===== Extracted material

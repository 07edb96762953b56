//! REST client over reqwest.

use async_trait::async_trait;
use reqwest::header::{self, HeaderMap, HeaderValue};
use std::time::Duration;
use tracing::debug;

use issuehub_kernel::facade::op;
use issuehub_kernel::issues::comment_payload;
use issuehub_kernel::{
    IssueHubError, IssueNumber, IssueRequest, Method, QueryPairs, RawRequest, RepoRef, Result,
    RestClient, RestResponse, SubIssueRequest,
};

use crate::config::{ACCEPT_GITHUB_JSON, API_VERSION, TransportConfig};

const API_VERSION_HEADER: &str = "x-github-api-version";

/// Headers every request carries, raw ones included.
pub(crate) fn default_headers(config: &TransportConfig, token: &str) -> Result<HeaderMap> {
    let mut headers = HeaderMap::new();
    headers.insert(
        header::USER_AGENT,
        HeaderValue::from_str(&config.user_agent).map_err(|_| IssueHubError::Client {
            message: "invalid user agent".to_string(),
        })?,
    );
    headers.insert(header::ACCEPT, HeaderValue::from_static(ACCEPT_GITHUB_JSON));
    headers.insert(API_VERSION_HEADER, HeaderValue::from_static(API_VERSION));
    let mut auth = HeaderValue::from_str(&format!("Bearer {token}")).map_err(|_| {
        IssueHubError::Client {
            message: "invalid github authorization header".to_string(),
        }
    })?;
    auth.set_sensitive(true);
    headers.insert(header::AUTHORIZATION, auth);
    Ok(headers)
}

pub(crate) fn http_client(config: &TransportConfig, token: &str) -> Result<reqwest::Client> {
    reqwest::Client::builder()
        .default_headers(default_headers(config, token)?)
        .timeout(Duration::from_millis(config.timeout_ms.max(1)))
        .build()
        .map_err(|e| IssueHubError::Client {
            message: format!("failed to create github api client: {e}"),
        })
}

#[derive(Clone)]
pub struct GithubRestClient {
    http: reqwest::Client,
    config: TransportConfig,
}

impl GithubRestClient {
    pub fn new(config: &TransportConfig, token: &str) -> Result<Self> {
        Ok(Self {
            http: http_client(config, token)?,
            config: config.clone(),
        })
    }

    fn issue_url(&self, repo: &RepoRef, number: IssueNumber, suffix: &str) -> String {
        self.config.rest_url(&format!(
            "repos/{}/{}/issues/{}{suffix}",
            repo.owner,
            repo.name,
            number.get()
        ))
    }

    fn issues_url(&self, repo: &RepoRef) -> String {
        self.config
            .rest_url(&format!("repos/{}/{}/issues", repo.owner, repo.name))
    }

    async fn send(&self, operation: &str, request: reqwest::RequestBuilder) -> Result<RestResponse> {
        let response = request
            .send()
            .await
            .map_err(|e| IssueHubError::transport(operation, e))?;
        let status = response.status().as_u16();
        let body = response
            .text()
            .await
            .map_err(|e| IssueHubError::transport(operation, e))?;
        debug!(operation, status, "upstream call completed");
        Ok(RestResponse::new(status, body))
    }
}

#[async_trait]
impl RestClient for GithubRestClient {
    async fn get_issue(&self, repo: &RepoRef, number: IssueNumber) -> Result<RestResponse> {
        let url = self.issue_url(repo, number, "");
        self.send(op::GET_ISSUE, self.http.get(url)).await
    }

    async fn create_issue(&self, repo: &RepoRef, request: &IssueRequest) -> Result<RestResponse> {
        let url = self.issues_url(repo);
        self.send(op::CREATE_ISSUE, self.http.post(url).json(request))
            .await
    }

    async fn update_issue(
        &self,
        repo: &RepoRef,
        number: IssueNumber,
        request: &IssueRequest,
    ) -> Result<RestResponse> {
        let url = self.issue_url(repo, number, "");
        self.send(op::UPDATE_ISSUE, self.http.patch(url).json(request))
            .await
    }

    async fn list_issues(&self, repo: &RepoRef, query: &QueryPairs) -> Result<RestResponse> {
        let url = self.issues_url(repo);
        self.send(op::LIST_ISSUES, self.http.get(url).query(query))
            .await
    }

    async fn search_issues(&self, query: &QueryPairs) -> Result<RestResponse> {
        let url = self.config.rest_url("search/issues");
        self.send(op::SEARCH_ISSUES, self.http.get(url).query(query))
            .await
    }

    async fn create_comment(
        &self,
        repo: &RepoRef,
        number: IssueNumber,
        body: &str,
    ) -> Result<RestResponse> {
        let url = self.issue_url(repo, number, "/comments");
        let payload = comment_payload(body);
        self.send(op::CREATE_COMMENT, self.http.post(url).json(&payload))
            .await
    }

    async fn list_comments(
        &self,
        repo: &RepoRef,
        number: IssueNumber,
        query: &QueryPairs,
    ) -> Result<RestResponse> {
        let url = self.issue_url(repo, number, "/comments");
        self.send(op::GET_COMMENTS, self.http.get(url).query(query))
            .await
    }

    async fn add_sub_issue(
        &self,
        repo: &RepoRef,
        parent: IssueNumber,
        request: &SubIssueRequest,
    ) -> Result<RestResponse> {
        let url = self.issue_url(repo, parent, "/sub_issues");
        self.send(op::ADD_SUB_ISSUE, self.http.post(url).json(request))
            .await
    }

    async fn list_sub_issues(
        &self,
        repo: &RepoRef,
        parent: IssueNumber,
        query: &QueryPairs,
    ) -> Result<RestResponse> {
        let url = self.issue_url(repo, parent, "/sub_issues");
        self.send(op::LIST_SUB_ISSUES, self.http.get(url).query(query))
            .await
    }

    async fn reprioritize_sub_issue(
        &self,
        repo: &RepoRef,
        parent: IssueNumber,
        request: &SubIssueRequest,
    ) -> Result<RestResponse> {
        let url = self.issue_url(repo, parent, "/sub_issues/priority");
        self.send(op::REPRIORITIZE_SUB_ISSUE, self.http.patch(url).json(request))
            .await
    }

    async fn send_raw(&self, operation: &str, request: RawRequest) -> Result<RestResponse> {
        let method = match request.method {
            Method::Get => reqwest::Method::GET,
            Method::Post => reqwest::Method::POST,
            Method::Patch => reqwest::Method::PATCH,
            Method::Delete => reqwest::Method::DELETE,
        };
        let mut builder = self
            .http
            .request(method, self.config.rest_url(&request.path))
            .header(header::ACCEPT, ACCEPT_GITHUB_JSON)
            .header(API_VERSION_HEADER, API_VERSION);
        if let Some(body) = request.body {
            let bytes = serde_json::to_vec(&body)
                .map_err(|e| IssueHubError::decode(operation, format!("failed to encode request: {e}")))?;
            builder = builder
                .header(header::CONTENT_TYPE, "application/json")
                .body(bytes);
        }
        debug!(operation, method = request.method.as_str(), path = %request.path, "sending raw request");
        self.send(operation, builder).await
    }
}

==========
===== Extracted material

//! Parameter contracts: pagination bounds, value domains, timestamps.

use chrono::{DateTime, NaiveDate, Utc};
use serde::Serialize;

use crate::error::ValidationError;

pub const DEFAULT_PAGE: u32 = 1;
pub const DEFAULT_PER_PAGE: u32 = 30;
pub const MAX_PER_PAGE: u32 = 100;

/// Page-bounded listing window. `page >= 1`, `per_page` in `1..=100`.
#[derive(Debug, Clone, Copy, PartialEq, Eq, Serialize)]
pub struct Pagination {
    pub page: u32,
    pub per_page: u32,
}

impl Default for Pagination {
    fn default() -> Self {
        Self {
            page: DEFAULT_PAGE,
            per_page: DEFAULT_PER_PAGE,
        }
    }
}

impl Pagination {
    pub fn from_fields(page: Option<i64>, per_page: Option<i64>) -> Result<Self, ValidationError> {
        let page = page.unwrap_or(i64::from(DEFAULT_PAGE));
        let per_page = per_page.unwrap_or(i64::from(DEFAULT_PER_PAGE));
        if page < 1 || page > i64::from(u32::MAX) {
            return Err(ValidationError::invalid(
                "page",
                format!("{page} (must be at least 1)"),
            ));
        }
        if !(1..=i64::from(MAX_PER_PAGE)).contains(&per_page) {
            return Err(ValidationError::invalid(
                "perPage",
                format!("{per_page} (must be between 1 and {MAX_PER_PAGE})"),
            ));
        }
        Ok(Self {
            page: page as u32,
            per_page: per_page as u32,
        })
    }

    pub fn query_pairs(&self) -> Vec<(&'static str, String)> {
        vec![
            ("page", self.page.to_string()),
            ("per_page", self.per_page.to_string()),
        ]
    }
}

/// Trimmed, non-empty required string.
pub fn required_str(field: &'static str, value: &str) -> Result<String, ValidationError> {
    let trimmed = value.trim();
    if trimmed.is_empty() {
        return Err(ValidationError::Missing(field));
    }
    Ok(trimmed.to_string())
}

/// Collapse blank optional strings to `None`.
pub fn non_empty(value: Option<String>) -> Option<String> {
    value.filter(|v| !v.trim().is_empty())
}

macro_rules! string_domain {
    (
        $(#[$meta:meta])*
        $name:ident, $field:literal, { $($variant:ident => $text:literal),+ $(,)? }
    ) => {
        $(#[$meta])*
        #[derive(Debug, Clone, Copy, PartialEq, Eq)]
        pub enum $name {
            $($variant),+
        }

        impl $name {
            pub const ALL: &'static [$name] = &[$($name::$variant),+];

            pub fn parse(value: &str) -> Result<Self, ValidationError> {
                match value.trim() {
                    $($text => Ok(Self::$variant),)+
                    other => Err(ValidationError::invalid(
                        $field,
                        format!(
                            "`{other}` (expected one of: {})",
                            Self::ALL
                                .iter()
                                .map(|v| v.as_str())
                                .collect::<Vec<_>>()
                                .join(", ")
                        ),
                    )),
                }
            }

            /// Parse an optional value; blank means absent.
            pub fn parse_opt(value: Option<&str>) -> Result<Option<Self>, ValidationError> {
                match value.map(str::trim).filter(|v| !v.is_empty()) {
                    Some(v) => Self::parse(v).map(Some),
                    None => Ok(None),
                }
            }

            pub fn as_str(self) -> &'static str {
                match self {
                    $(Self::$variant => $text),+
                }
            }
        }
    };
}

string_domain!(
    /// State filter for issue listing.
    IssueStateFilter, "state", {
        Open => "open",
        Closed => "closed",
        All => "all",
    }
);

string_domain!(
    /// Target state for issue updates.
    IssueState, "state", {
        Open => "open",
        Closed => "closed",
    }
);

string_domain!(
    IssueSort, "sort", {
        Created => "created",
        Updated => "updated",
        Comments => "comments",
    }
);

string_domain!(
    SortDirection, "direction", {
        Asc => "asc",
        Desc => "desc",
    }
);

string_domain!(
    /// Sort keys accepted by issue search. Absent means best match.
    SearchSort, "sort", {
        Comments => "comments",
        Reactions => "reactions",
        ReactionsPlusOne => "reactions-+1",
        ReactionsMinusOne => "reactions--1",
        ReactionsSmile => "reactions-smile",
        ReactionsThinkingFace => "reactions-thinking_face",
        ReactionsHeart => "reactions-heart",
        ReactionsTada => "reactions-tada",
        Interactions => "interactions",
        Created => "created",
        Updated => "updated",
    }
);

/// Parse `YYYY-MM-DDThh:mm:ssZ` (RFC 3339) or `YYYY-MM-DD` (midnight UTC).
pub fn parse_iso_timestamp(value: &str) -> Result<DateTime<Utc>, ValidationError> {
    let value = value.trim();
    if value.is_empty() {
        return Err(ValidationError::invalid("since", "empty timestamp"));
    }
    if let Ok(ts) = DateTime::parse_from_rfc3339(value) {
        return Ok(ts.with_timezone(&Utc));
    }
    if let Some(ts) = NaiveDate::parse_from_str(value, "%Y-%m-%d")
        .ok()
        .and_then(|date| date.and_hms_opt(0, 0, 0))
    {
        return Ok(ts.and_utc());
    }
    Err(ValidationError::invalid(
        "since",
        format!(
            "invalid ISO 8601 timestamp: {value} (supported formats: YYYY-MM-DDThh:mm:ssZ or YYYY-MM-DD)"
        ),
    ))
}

==========

For this exercise, repeat exactly the lines of the data above from the one with "repository 07edb96762953b56" down to the one with "raw ones included.", both end lines included.

_Response box_
repository 07edb96762953b56
//! REST client over reqwest.

use async_trait::async_trait;
use reqwest::header::{self, HeaderMap, HeaderValue};
use std::time::Duration;
use tracing::debug;

use issuehub_kernel::facade::op;
use issuehub_kernel::issues::comment_payload;
use issuehub_kernel::{
    IssueHubError, IssueNumber, IssueRequest, Method, QueryPairs, RawRequest, RepoRef, Result,
    RestClient, RestResponse, SubIssueRequest,
};

use crate::config::{ACCEPT_GITHUB_JSON, API_VERSION, TransportConfig};

const API_VERSION_HEADER: &str = "x-github-api-version";

/// Headers every request carries, raw ones included.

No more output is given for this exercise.